FIGURE 1.

Siglec-1 is expressed on mouse macrophages in an IFNα-responsive manner and supports MLV trans-infection. A,ANA-1 cells or BMDM were stimulated with mouse IFNα (500 units/ml) for 48 h or left untreated. Mechanically detached cells were stained using a phycoerythrin-conjugated anti-mSiglec-1 mAb or an isotype control mAb and analyzed by flow cytometry. Shown are untreated cells (black lines) or IFNα-treated cells (shaded histograms) stained for mSiglec-1 and untreated cells (dotted line) stained with the isotype mAb. B, each of the indicated cell types was infected with MLV-GFP (m.o.i. 0.1) and 2 days later analyzed for GFP expression, indicative of productive infection, by flow cytometry.
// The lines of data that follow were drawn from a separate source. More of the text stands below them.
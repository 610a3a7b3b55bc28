use anyhow::{Context, Result};
use serde_json::json;

use catalogo_core::pdf::format_price;
use catalogo_core::service::CatalogService;

use super::helpers::{parse_price_arg, print_product_table};

pub(crate) fn cmd_list(service: &CatalogService, search: Option<&str>, json: bool) -> Result<()> {
    let products = service.list_products(search)?;

    if json {
        println!("{}", serde_json::to_string_pretty(&products)?);
        return Ok(());
    }

    if products.is_empty() {
        match search {
            Some(term) => println!("No products matching '{term}'."),
            None => println!("Catalog is empty. Run 'catalogo sync' first."),
        }
        return Ok(());
    }

    print_product_table(&products);
    println!("{} products", products.len());
    Ok(())
}

pub(crate) fn cmd_price(
    service: &CatalogService,
    woo_id: i64,
    value: &str,
    json: bool,
) -> Result<()> {
    let price = parse_price_arg(value)?;
    let product = service
        .set_catalog_price(woo_id, price)
        .with_context(|| format!("Could not update price for product {woo_id}"))?;

    if json {
        println!(
            "{}",
            serde_json::to_string_pretty(&json!({
                "woo_id": product.woo_id,
                "name": product.name,
                "price": product.price,
                "catalog_price": product.catalog_price,
                "display_price": product.display_price(),
            }))?
        );
    } else {
        match product.catalog_price {
            Some(p) => println!(
                "{}: catalog price set to {} (store price {})",
                product.name,
                format_price(p),
                format_price(product.price)
            ),
            None => println!(
                "{}: override cleared, back to store price {}",
                product.name,
                format_price(product.price)
            ),
        }
    }
    Ok(())
}
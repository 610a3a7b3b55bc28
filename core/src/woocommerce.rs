use serde::Deserialize;

use crate::models::NewProduct;

/// Publication status WooCommerce uses for live products. Anything else
/// (`draft`, `pending`, `private`) maps to inactive.
const STATUS_PUBLISH: &str = "publish";

/// Wire shape of one product from `GET /wp-json/wc/v3/products`.
///
/// Only the fields the canonical model needs are declared; the rest of the
/// (large) WooCommerce payload is ignored.
#[derive(Debug, Deserialize)]
pub struct WooProduct {
    pub id: i64,
    #[serde(default)]
    pub name: String,
    #[serde(default)]
    pub price: String,
    #[serde(default)]
    pub description: String,
    #[serde(default)]
    pub images: Vec<WooImage>,
    #[serde(default)]
    pub categories: Vec<WooCategory>,
    #[serde(default)]
    pub status: String,
}

#[derive(Debug, Deserialize)]
pub struct WooImage {
    #[serde(default)]
    pub src: Option<String>,
}

#[derive(Debug, Deserialize)]
pub struct WooCategory {
    #[serde(default)]
    pub name: Option<String>,
}

/// Normalize one wire record into the canonical shape.
///
/// WooCommerce serializes prices as strings; unparsable or empty input
/// normalizes to `0.0` rather than failing the whole sync. The first
/// non-empty image and category win.
#[must_use]
pub fn wire_to_product(p: WooProduct) -> NewProduct {
    let price = p.price.trim().parse::<f64>().unwrap_or(0.0);
    let image_url = p
        .images
        .into_iter()
        .find_map(|i| i.src.filter(|s| !s.is_empty()));
    let category = p
        .categories
        .into_iter()
        .find_map(|c| c.name.filter(|n| !n.is_empty()));

    NewProduct {
        woo_id: p.id,
        name: p.name,
        price,
        description: p.description,
        image_url,
        category,
        active: p.status == STATUS_PUBLISH,
    }
}
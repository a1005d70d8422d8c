//! Per-tile metadata lookup table.

use std::collections::HashMap;
use std::fs;
use std::path::Path;

use crate::encode::encode_patch;
use crate::types::{ManifestError, ManifestResult, PatchMetadata};

/// JSON lookup table mapping image stem (file name without extension) to
/// its acquisition record. Loaded once, read-only afterwards.
#[derive(Debug, Clone)]
pub struct MetadataLookup {
    records: HashMap<String, PatchMetadata>,
}

impl MetadataLookup {
    pub fn load(path: &Path) -> ManifestResult<Self> {
        let raw = fs::read(path).map_err(|e| ManifestError::Io {
            path: path.to_path_buf(),
            source: e,
        })?;
        let records = serde_json::from_slice(&raw).map_err(|e| ManifestError::Json {
            path: path.to_path_buf(),
            source: e,
        })?;
        Ok(Self { records })
    }

    pub fn get(&self, stem: &str) -> ManifestResult<&PatchMetadata> {
        self.records
            .get(stem)
            .ok_or_else(|| ManifestError::MissingMetadata {
                stem: stem.to_string(),
            })
    }

    /// Feature vector for one image stem. A missing record is fatal.
    pub fn encode_for(&self, stem: &str) -> ManifestResult<Vec<f32>> {
        encode_patch(self.get(stem)?)
    }

    pub fn len(&self) -> usize {
        self.records.len()
    }

    pub fn is_empty(&self) -> bool {
        self.records.is_empty()
    }
}

/// File name without its extension, as used to key the lookup table.
pub fn image_stem(path: &Path) -> String {
    path.file_stem()
        .map(|s| s.to_string_lossy().into_owned())
        .unwrap_or_default()
}
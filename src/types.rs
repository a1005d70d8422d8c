//! Core types and error definitions for manifest construction.

use serde::Deserialize;
use std::fmt;
use std::path::PathBuf;
use thiserror::Error;

pub type ManifestResult<T> = Result<T, ManifestError>;

#[derive(Debug, Error)]
pub enum ManifestError {
    #[error("io error at {path}: {source}")]
    Io {
        path: PathBuf,
        #[source]
        source: std::io::Error,
    },
    #[error("json parse error at {path}: {source}")]
    Json {
        path: PathBuf,
        #[source]
        source: serde_json::Error,
    },
    #[error("yaml parse error at {path}: {source}")]
    Yaml {
        path: PathBuf,
        #[source]
        source: serde_yaml::Error,
    },
    #[error("missing dataset directory {path}")]
    MissingDirectory { path: PathBuf },
    #[error("no metadata record for image stem {stem:?}")]
    MissingMetadata { stem: String },
    #[error("cannot parse tile index from file name {path}")]
    BadIndexSuffix { path: PathBuf },
    #[error("malformed acquisition date {value:?} (expected YYYY-MM-DD)")]
    BadDate { value: String },
    #[error("malformed acquisition time {value:?} (expected HHhMM)")]
    BadTime { value: String },
    #[error("acquisition year {year} outside supported range 2018-2021")]
    UnsupportedYear { year: i32 },
    #[error("config key {key:?} not present")]
    MissingConfigKey { key: String },
    #[error("config key {key:?} has unexpected type: {source}")]
    ConfigKeyType {
        key: String,
        #[source]
        source: serde_yaml::Error,
    },
}

/// Per-tile acquisition record from the metadata lookup table,
/// keyed externally by image stem.
#[derive(Debug, Clone, Deserialize)]
pub struct PatchMetadata {
    pub patch_centroid_x: f64,
    pub patch_centroid_y: f64,
    pub patch_centroid_z: f64,
    pub camera: String,
    /// Acquisition date, `YYYY-MM-DD`.
    pub date: String,
    /// Acquisition time, `HHhMM`.
    pub time: String,
}

/// Advisory data-integrity finding. Never aborts a build; callers decide
/// whether a mismatched manifest is acceptable.
#[derive(Debug, Clone, PartialEq, Eq)]
pub enum IntegrityWarning {
    CountMismatch { images: usize, masks: usize },
    OrderMismatch {
        image_suffix: String,
        mask_suffix: String,
    },
}

impl fmt::Display for IntegrityWarning {
    fn fmt(&self, f: &mut fmt::Formatter<'_>) -> fmt::Result {
        match self {
            IntegrityWarning::CountMismatch { images, masks } => write!(
                f,
                "unmatching number of images and masks ({images} images, {masks} masks)"
            ),
            IntegrityWarning::OrderMismatch {
                image_suffix,
                mask_suffix,
            } => write!(
                f,
                "unsorted images and masks (image suffix {image_suffix:?} vs mask suffix {mask_suffix:?})"
            ),
        }
    }
}

/// One split's manifest. `images`, `masks`, and `features` are
/// position-aligned: index i refers to the same sample. `masks` stays empty
/// for the test split and `features` stays empty when metadata is disabled.
#[derive(Debug, Clone, Default)]
pub struct SplitManifest {
    pub images: Vec<PathBuf>,
    pub masks: Vec<PathBuf>,
    pub features: Vec<Vec<f32>>,
    pub warnings: Vec<IntegrityWarning>,
}

impl SplitManifest {
    /// Sample count for this split.
    pub fn len(&self) -> usize {
        self.images.len()
    }

    pub fn is_empty(&self) -> bool {
        self.images.is_empty()
    }
}
//! Tile discovery and ordering within a domain folder.

use std::path::{Path, PathBuf};
use walkdir::WalkDir;

use crate::types::{IntegrityWarning, ManifestError, ManifestResult};

const TILE_EXT: &str = ".tif";
// Filename suffix width compared by the ordering check.
const ORDER_SUFFIX_LEN: usize = 6;

/// Integer tile index embedded between the last `_` and the extension.
fn tile_index(path: &Path) -> ManifestResult<u64> {
    path.file_stem()
        .and_then(|s| s.to_str())
        .and_then(|s| s.rsplit('_').next())
        .and_then(|s| s.parse().ok())
        .ok_or_else(|| ManifestError::BadIndexSuffix {
            path: path.to_path_buf(),
        })
}

fn order_suffix(path: &Path) -> String {
    let stem = path
        .file_stem()
        .and_then(|s| s.to_str())
        .unwrap_or_default();
    let skip = stem.chars().count().saturating_sub(ORDER_SUFFIX_LEN);
    stem.chars().skip(skip).collect()
}

/// Recursively collect `<prefix>*.tif` tiles under a domain folder, sorted
/// ascending by embedded tile index. An unparseable index is fatal.
pub fn collect_tiles(domain: &Path, prefix: &str) -> ManifestResult<Vec<PathBuf>> {
    let mut tiles = Vec::new();
    for entry in WalkDir::new(domain) {
        let entry = entry.map_err(|e| {
            let path = e
                .path()
                .map(Path::to_path_buf)
                .unwrap_or_else(|| domain.to_path_buf());
            ManifestError::Io {
                path,
                source: e.into(),
            }
        })?;
        if !entry.file_type().is_file() {
            continue;
        }
        let name = match entry.file_name().to_str() {
            Some(name) => name,
            None => continue,
        };
        if name.starts_with(prefix) && name.ends_with(TILE_EXT) {
            tiles.push(entry.into_path());
        }
    }

    let mut keyed = tiles
        .into_iter()
        .map(|path| tile_index(&path).map(|index| (index, path)))
        .collect::<ManifestResult<Vec<_>>>()?;
    keyed.sort_by_key(|(index, _)| *index);
    Ok(keyed.into_iter().map(|(_, path)| path).collect())
}

/// Advisory alignment checks between gathered image and mask lists: count
/// equality, plus first/last filename-suffix agreement. Findings are
/// returned, never raised.
pub fn check_alignment(images: &[PathBuf], masks: &[PathBuf]) -> Vec<IntegrityWarning> {
    let mut warnings = Vec::new();
    if images.len() != masks.len() {
        warnings.push(IntegrityWarning::CountMismatch {
            images: images.len(),
            masks: masks.len(),
        });
    }
    for (image, mask) in [
        (images.first(), masks.first()),
        (images.last(), masks.last()),
    ] {
        if let (Some(image), Some(mask)) = (image, mask) {
            let image_suffix = order_suffix(image);
            let mask_suffix = order_suffix(mask);
            if image_suffix != mask_suffix {
                warnings.push(IntegrityWarning::OrderMismatch {
                    image_suffix,
                    mask_suffix,
                });
            }
        }
    }
    warnings.dedup();
    warnings
}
C, experimental setup for assessment of MLV trans-infection. 1, addition of MLV particles to macrophages; 2, addition of target lymphocytes to macrophage culture. D, BMDM or ANA-1 cells were stimulated with mouse IFNα (500 units/ml) for 48 h or left untreated. Cells were preincubated with an anti-Siglec-1 mAb or an isotype control mAb at 4 °C, exposed to MLV-GFP (m.o.i. 0.1) for 4 h at 37 °C, and washed three times in PBS. S1A.TB cells were then added in a 1:1 ratio to the virus-pulsed macrophage cultures for 48 h and then analyzed for GFP expression by flow cytometry. Data are expressed as the arithmetic means ± S.D. of triplicate samples from one mouse and are representative of at least two experiments each performed using 2–3 mice.